Lentis/Peak Oil

From Wikibooks, open books for an open world
Jump to navigation Jump to search


Peak oil is an event based on the theory of M. King Hubbert. It focuses on predicting when the supply of oil will run out. This chapter explores this theory by focusing on the general debate, the relationship between participants, and the conclusions and lessons drawn from such analysis. With the threat of oil supply dwindling, this chapter also explores alternative resources and the benefits and drawbacks of such.


Introduction[edit]

What is Peak Oil?[edit]

Peak oil states that the extraction of petroleum cannot match the growing oil demand, and will reach its maximum rate at a given point of time. After that point, the rate of petroleum extraction will decrease. The demand for oil increased by 15% from 2000 to 2011, and will likely reach a global demand of 42,500 million barrels per year in 2030.[1]

The debate of peak oil focuses on when the petroleum extraction rate will reach its maximum. There are two major groups in such debate: early peak advocates and late peak advocates.

Early peak advocates suggest that the peak will happen very soon. M. King Hubbert is a famous early peak advocate who predicted that US oil production will peak in 1970 and global oil production will peak in 1995. While Hubbert was close in his prediction of US oil (happened in 1971), he was way off in his prediction of global oil (still hasn't happened).[2] Yet, there are still many researchers who believe that oil will peak in the next few years. Many observers such as Klare[3] and Sebrowski[4] observed a decline in large new discoveries of oil and argue that the world isn't doing enough to discover new sources.

Late peak advocates suggest that the peak will happen much later, or not at all. Their argument is that early peak advocates haven't taken into account two major factors: price effects on demand and technology. If supply of a good decreases, the price increases due to scarcity. Furthermore, the increase in price decreases the demand for the product. Hubbert didn't take this factor into account in his theory; he assumed that the demand would increase at a consistent rate. Technological advancements have found new sources of energy, therefore contradicting early peak advocates' belief that new sources aren't found. While such sources have very low efficiency, late peak advocates urge to counter this by investing more in technology development. They believe this can be done quicker than the peak of oil. [5]

New Oil and Alternative Energy Resources[edit]

Rather than the current process of extracting petroleum, scientists are researching new ways to harness energy.
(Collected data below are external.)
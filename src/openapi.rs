use crate::models::{
    Business, Category, NewBusiness, NewCategory, NewPost, NewReview, NewTopic, Post, Review,
    ReviewStatus, Topic,
};
use utoipa::OpenApi;

#[derive(OpenApi)]
#[openapi(
    paths(
        crate::routes::list_topics,
        crate::routes::create_topic,
        crate::routes::delete_topic,
        crate::routes::list_posts,
        crate::routes::create_post,
        crate::routes::update_post,
        crate::routes::delete_post,
        crate::routes::toggle_topic_lock,
        crate::routes::list_reviews,
        crate::routes::create_review,
        crate::routes::moderate_review,
    ),
    components(schemas(
        Category, NewCategory, Topic, NewTopic, Post, NewPost,
        Business, NewBusiness, Review, NewReview, ReviewStatus
    )),
    tags(
        (name = "forums", description = "Categories, topics and posts"),
        (name = "reviews", description = "Business reviews and moderation"),
    )
)]
pub struct ApiDoc;
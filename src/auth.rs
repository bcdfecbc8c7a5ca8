use actix_web::{dev::Payload, Error, FromRequest, HttpRequest};
use actix_web_httpauth::extractors::bearer::BearerAuth;
use jsonwebtoken::{decode, encode, Algorithm, DecodingKey, EncodingKey, Header, Validation};
use serde::{Deserialize, Serialize};
use std::env;
use std::future::{ready, Ready};

use crate::models::Id;

#[derive(Debug, Clone, Copy, Serialize, Deserialize, PartialEq, Eq)]
#[serde(rename_all = "lowercase")]
pub enum Role {
    User,
    Moderator,
    Admin,
}

#[derive(Debug, Clone, Serialize, Deserialize)]
pub struct Claims {
    /// Numeric user id, stringified.
    pub sub: String,
    pub exp: usize,
    pub roles: Vec<Role>,
}

fn decode_jwt(token: &str) -> Result<Claims, jsonwebtoken::errors::Error> {
    let secret = env::var("JWT_SECRET").expect("JWT_SECRET not set");
    let mut validation = Validation::new(Algorithm::HS256);
    validation.validate_exp = true;
    let data = decode::<Claims>(
        token,
        &DecodingKey::from_secret(secret.as_bytes()),
        &validation,
    )?;
    Ok(data.claims)
}

/// Extractor yielding validated `Claims`.
pub struct Auth(pub Claims);

impl FromRequest for Auth {
    type Error = Error;
    type Future = Ready<Result<Self, Error>>;

    fn from_request(req: &HttpRequest, pl: &mut Payload) -> Self::Future {
        if let Ok(bearer) = BearerAuth::from_request(req, pl).into_inner() {
            match decode_jwt(bearer.token()) {
                Ok(claims) => return ready(Ok(Auth(claims))),
                Err(_) => return ready(Err(actix_web::error::ErrorUnauthorized("Invalid JWT"))),
            }
        }
        ready(Err(actix_web::error::ErrorUnauthorized(
            "Authorization required",
        )))
    }
}

/// Request-scoped identity: the parsed subject plus role set. This is the
/// explicit replacement for ambient session state — handlers receive it as an
/// extractor and pass it down.
#[derive(Debug, Clone)]
pub struct Identity {
    pub user_id: Id,
    pub roles: Vec<Role>,
}

impl Identity {
    pub fn has_role(&self, role: Role) -> bool {
        self.roles.contains(&role)
    }

    /// Moderator or admin.
    pub fn is_elevated(&self) -> bool {
        self.roles.iter().any(|r| matches!(r, Role::Moderator | Role::Admin))
    }

    pub fn is_admin(&self) -> bool {
        self.has_role(Role::Admin)
    }

    /// CSRF tokens are derived from this.
    pub fn subject(&self) -> String {
        self.user_id.to_string()
    }
}

impl FromRequest for Identity {
    type Error = Error;
    type Future = Ready<Result<Self, Error>>;

    fn from_request(req: &HttpRequest, pl: &mut Payload) -> Self::Future {
        match Auth::from_request(req, pl).into_inner() {
            Ok(Auth(claims)) => match claims.sub.parse::<Id>() {
                Ok(user_id) if user_id > 0 => {
                    ready(Ok(Identity { user_id, roles: claims.roles }))
                }
                _ => ready(Err(actix_web::error::ErrorUnauthorized(
                    "Invalid token subject",
                ))),
            },
            Err(e) => ready(Err(e)),
        }
    }
}

/// Create a JWT for a user. Tests lean on this to mint tokens directly.
pub fn create_jwt(user_id: Id, roles: Vec<Role>) -> Result<String, jsonwebtoken::errors::Error> {
    let secret = env::var("JWT_SECRET").expect("JWT_SECRET not set");
    let expiration = chrono::Utc::now()
        .checked_add_signed(chrono::Duration::hours(24))
        .expect("valid timestamp")
        .timestamp() as usize;

    let claims = Claims {
        sub: user_id.to_string(),
        exp: expiration,
        roles,
    };

    encode(
        &Header::default(),
        &claims,
        &EncodingKey::from_secret(secret.as_bytes()),
    )
}

#[cfg(test)]
mod tests {
    use super::*;

    #[test]
    fn roundtrip_claims() {
        std::env::set_var("JWT_SECRET", "unit-test-secret-0123456789abcdef!!");
        let token = create_jwt(42, vec![Role::User, Role::Moderator]).unwrap();
        let claims = decode_jwt(&token).unwrap();
        assert_eq!(claims.sub, "42");
        assert_eq!(claims.roles, vec![Role::User, Role::Moderator]);
    }

    #[test]
    fn elevated_roles() {
        let user = Identity { user_id: 1, roles: vec![Role::User] };
        let moderator = Identity { user_id: 2, roles: vec![Role::User, Role::Moderator] };
        let admin = Identity { user_id: 3, roles: vec![Role::Admin] };
        assert!(!user.is_elevated());
        assert!(moderator.is_elevated());
        assert!(admin.is_elevated());
        assert!(!moderator.is_admin());
        assert!(admin.is_admin());
    }
}
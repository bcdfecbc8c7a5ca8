#![cfg(feature = "inmem-store")]

use std::collections::HashMap;
use std::sync::Arc;

use actix_web::{test, App};
use serial_test::serial;

use agora::auth::{create_jwt, Role};
use agora::rate_limit::{InMemoryRateLimiter, RateLimitConfig, RateLimiterFacade};
use agora::repo::inmem::InMemRepo;
use agora::{config, csrf, AppState};

fn setup_env() {
    std::env::set_var("JWT_SECRET", "test-secret-must-be-32-bytes-long!!");
    std::env::set_var("AGORA_DATA_DIR", tempfile::tempdir().unwrap().into_path());
    // one post per minute, everything else roomy
    std::env::set_var("RL_POST_LIMIT", "1");
    std::env::set_var("RL_POST_WINDOW", "60");
    std::env::set_var("RL_TOPIC_LIMIT", "10");
    std::env::set_var("RL_REVIEW_LIMIT", "10");
}

fn form(user_id: i64, pairs: &[(&str, &str)]) -> HashMap<String, String> {
    let mut f: HashMap<String, String> =
        pairs.iter().map(|(k, v)| (k.to_string(), v.to_string())).collect();
    f.insert("csrf_token".into(), csrf::issue(&user_id.to_string()));
    f
}

#[actix_web::test]
#[serial]
async fn second_post_in_window_is_limited() {
    setup_env();
    let app = test::init_service(
        App::new()
            .app_data(actix_web::web::Data::new(AppState {
                repo: Arc::new(InMemRepo::new()),
                limiter: RateLimiterFacade::new(
                    InMemoryRateLimiter::new(true),
                    RateLimitConfig::from_env(),
                ),
            }))
            .configure(config),
    )
    .await;

    let admin = create_jwt(1, vec![Role::Admin]).unwrap();
    let user = create_jwt(2, vec![Role::User]).unwrap();
    let other = create_jwt(3, vec![Role::User]).unwrap();

    let req = test::TestRequest::post()
        .uri("/api/v1/admin/forums/categories/create")
        .insert_header(("Authorization", format!("Bearer {admin}")))
        .set_form(form(1, &[("name", "General")]))
        .to_request();
    let resp = test::call_service(&app, req).await;
    assert_eq!(resp.status(), 201);
    let v: serde_json::Value = serde_json::from_slice(&test::read_body(resp).await).unwrap();
    let category_id = v["category"]["id"].as_i64().unwrap().to_string();

    let req = test::TestRequest::post()
        .uri("/api/v1/forums/topics/create")
        .insert_header(("Authorization", format!("Bearer {user}")))
        .set_form(form(2, &[("category_id", &category_id), ("title", "Limits"), ("content", "body")]))
        .to_request();
    let resp = test::call_service(&app, req).await;
    assert_eq!(resp.status(), 201);
    let v: serde_json::Value = serde_json::from_slice(&test::read_body(resp).await).unwrap();
    let topic_id = v["topic"]["id"].as_i64().unwrap().to_string();

    // first reply passes
    let req = test::TestRequest::post()
        .uri("/api/v1/forums/posts/create")
        .insert_header(("Authorization", format!("Bearer {user}")))
        .set_form(form(2, &[("topic_id", &topic_id), ("content", "first reply")]))
        .to_request();
    let resp = test::call_service(&app, req).await;
    assert_eq!(resp.status(), 201);

    // second hits the window
    let req = test::TestRequest::post()
        .uri("/api/v1/forums/posts/create")
        .insert_header(("Authorization", format!("Bearer {user}")))
        .set_form(form(2, &[("topic_id", &topic_id), ("content", "second reply")]))
        .to_request();
    let resp = test::call_service(&app, req).await;
    assert_eq!(resp.status(), 429);
    let v: serde_json::Value = serde_json::from_slice(&test::read_body(resp).await).unwrap();
    assert_eq!(v["success"], false);

    // limits are per user, not global
    let req = test::TestRequest::post()
        .uri("/api/v1/forums/posts/create")
        .insert_header(("Authorization", format!("Bearer {other}")))
        .set_form(form(3, &[("topic_id", &topic_id), ("content", "someone else")]))
        .to_request();
    let resp = test::call_service(&app, req).await;
    assert_eq!(resp.status(), 201);
}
One way is unconventional petroleum deposits, which extract petroleum through methods other than oil well usage. Below are examples of such resources that contain petroleum.

Another option is alternative energy sources. Scientists are looking for different ways to be less dependent on petroleum. There are two categories: renewable and nonrenewable. Renewable resources will never run out of supply and are naturally replenished. Below are examples of such.

  • Wind
  • Sunlight
  • Water

Nonrenewable resources do not renew themselves at a sufficient rate, so the supply can run out. Coal and petroleum are examples, but there are others listed below that could replace global dependence on such.

  • Nuclear
  • Biofuels

While there are various options, early peak advocates argue that they will not replace petroleum as the main energy source. Aside from being inefficient, such technology to harness these resources are very expensive to make. This drives up the price for energy from such sources, making it cheaper to use petroleum. In addition, early peak advocates argue that late peak advocates do not take into account political and environmental factors. In politics, the world fears that unstable countries can use nuclear energy for harmful actions. Iran claims to invest in nuclear energy solely for alternative sources, but other countries are not willing to grant permission to do so simply because of Iran's strenuous relationships with USA and other major countries.[6] In environment, some activists fear that using biofuels can encourage deforestation. By extracting fuels from specific crops, companies can tear down various lands to plant such crops. Deforestation can harm habitats and drive extinction rates for various species.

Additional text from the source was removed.